Lawton_We're seeing more ticks this season - those yucky bugs that don't let go after they get a hold of you. They aren't only annoying - they can make you sick. So far in Oklahoma in 2008, 41 people have been diagnosed with Rocky Mountain Spotted Fever - one has died. Typically, cases of this illness don't begin to show until spring and summer, but this year, cases were seen as early as January.
High grass is the most common place for ticks to live, and the numbers are up this year. So far, last years flooding is the only explanation. Ticks thrive in wet weather, and flooding creates the perfect breeding ground. Ticks don't die during the winter, so that could be the reason why there are more around this summer.
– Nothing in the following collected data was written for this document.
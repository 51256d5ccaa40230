// Copyright (C) 2026 Checkmk GmbH - License: GNU General Public License v2
// This file is part of Checkmk (https://checkmk.com). It is subject to the terms and
// conditions defined in the file COPYING, which is part of this source code package.

//! Report struct and the response envelope returned for one analysed file.

mod console;

pub use console::summarize_report;

use serde::Serialize;
use std::collections::{BTreeMap, BTreeSet};
use std::path::Path;

use crate::profile::{ApkProfile, Options};

/// Snapshot of every field of an [`ApkProfile`].
#[derive(Debug, Clone, PartialEq, Eq, Serialize)]
pub struct Report {
    file_name: String,
    app_name: Option<String>,
    permissions: Vec<String>,
    // BTreeMap/BTreeSet keep the JSON output in alphabetical order.
    flags: BTreeMap<String, String>,
    secret_codes: Vec<String>,
    manifest_libraries: Vec<String>,
    package_libraries: Vec<String>,
    native_libraries: BTreeSet<String>,
    managed_runtime_libraries: BTreeSet<String>,
    dynamic_class_loading: bool,
}

impl Report {
    /// Collect every profile field.
    #[must_use]
    pub fn from_profile(file_name: impl Into<String>, profile: &ApkProfile) -> Self {
        Self {
            file_name: file_name.into(),
            app_name: profile.name().map(str::to_string),
            permissions: profile.permissions(),
            flags: profile.flags(),
            secret_codes: profile.codes(),
            manifest_libraries: profile.libraries_manifest(),
            package_libraries: profile.libraries_packages(),
            native_libraries: profile.native_libraries(),
            managed_runtime_libraries: profile.managed_runtime_libraries(),
            dynamic_class_loading: profile.uses_dynamic_class_loading(),
        }
    }

    #[must_use]
    pub fn file_name(&self) -> &str {
        &self.file_name
    }

    #[must_use]
    pub fn app_name(&self) -> Option<&str> {
        self.app_name.as_deref()
    }

    #[must_use]
    pub fn permissions(&self) -> &[String] {
        &self.permissions
    }

    #[must_use]
    pub fn flags(&self) -> &BTreeMap<String, String> {
        &self.flags
    }

    #[must_use]
    pub fn secret_codes(&self) -> &[String] {
        &self.secret_codes
    }

    #[must_use]
    pub fn manifest_libraries(&self) -> &[String] {
        &self.manifest_libraries
    }

    #[must_use]
    pub fn package_libraries(&self) -> &[String] {
        &self.package_libraries
    }

    #[must_use]
    pub fn native_libraries(&self) -> &BTreeSet<String> {
        &self.native_libraries
    }

    #[must_use]
    pub fn managed_runtime_libraries(&self) -> &BTreeSet<String> {
        &self.managed_runtime_libraries
    }

    #[must_use]
    pub fn dynamic_class_loading(&self) -> bool {
        self.dynamic_class_loading
    }
}

/// Outcome of analysing one file: `{"success": {...}}` or `{"error": "..."}`.
#[derive(Debug, Clone, PartialEq, Eq, Serialize)]
#[serde(rename_all = "snake_case")]
pub enum Response {
    Success(Report),
    Error(String),
}

impl Response {
    /// Analyse a file with default options.
    #[must_use]
    pub fn analyze(path: &Path) -> Self {
        Self::analyze_with(path, &Options::default())
    }

    /// Analyse a file. Only names ending in `.apk` are accepted; any archive or manifest error
    /// becomes a single error message.
    #[must_use]
    pub fn analyze_with(path: &Path, options: &Options) -> Self {
        let file_name = path
            .file_name()
            .map(|name| name.to_string_lossy().into_owned())
            .unwrap_or_default();
        if !file_name.ends_with(".apk") {
            return Self::Error("File must have the \".apk\" extension".to_string());
        }

        match ApkProfile::open_with(path, options) {
            Ok(profile) => {
                let report = Report::from_profile(file_name, &profile);
                if let Err(e) = profile.close() {
                    log::warn!(
                        "Failed to remove workspace: package={}, error={}",
                        path.display(),
                        e
                    );
                }
                Self::Success(report)
            }
            Err(e) => {
                log::debug!("Analysis failed: package={}, error={}", path.display(), e);
                Self::Error(format!(
                    "File not recognized as a package. Error: {:#}",
                    anyhow::Error::new(e)
                ))
            }
        }
    }

    #[must_use]
    pub fn is_success(&self) -> bool {
        matches!(self, Self::Success(_))
    }
}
The bloodsuckers can be found just about anywhere - tall grass, trees, and even rocks - and they thrive in wooded areas such as the Wichita Mountains Wildlife Refuge.
There are ways to keep them at bay, though. Whether you're hiking or sightseeing - wear light colors, apply plenty of insect repellent - especially near your feet, and wear long sleeves and long pants with the legs tucked in. Pets also get ticks, so check them regularly.
If, despite all your precautions, you do get bitten, look for the warning signs of Rocky Mountain Spotted Fever. At first, it may feel like the flu. "Headache is real common, and sometimes people will have other things like nausea and abdominal cramps," says Wichita Mountain Wildlife Refuge Biologist Walter Munsterman. "The different thing about Rocky Mountain Spotted Fever-is like the name says-you get a rash."
Although it's less common, ticks also carry Lyme Disease. "About 80% of the people get what they call a ‘bulls-eye rash' where it starts ringing out about eight centimeters out around it," says Munsterman.
If you do find a tick on you or your pet, be careful when removing it - you'll need to make sure you pull it out by the head with your fingernails or tweezers. Avoid leaving the head of the tick embedded in your skin, and do not use alcohol or try to burn it which can cause the tick to release fluid into your skin.
Health officials say Rocky Mountain Spotted Fever is much more common in Oklahoma than in many other states. So far, in 2008 in Texas, just six cases have been reported - all in South Texas.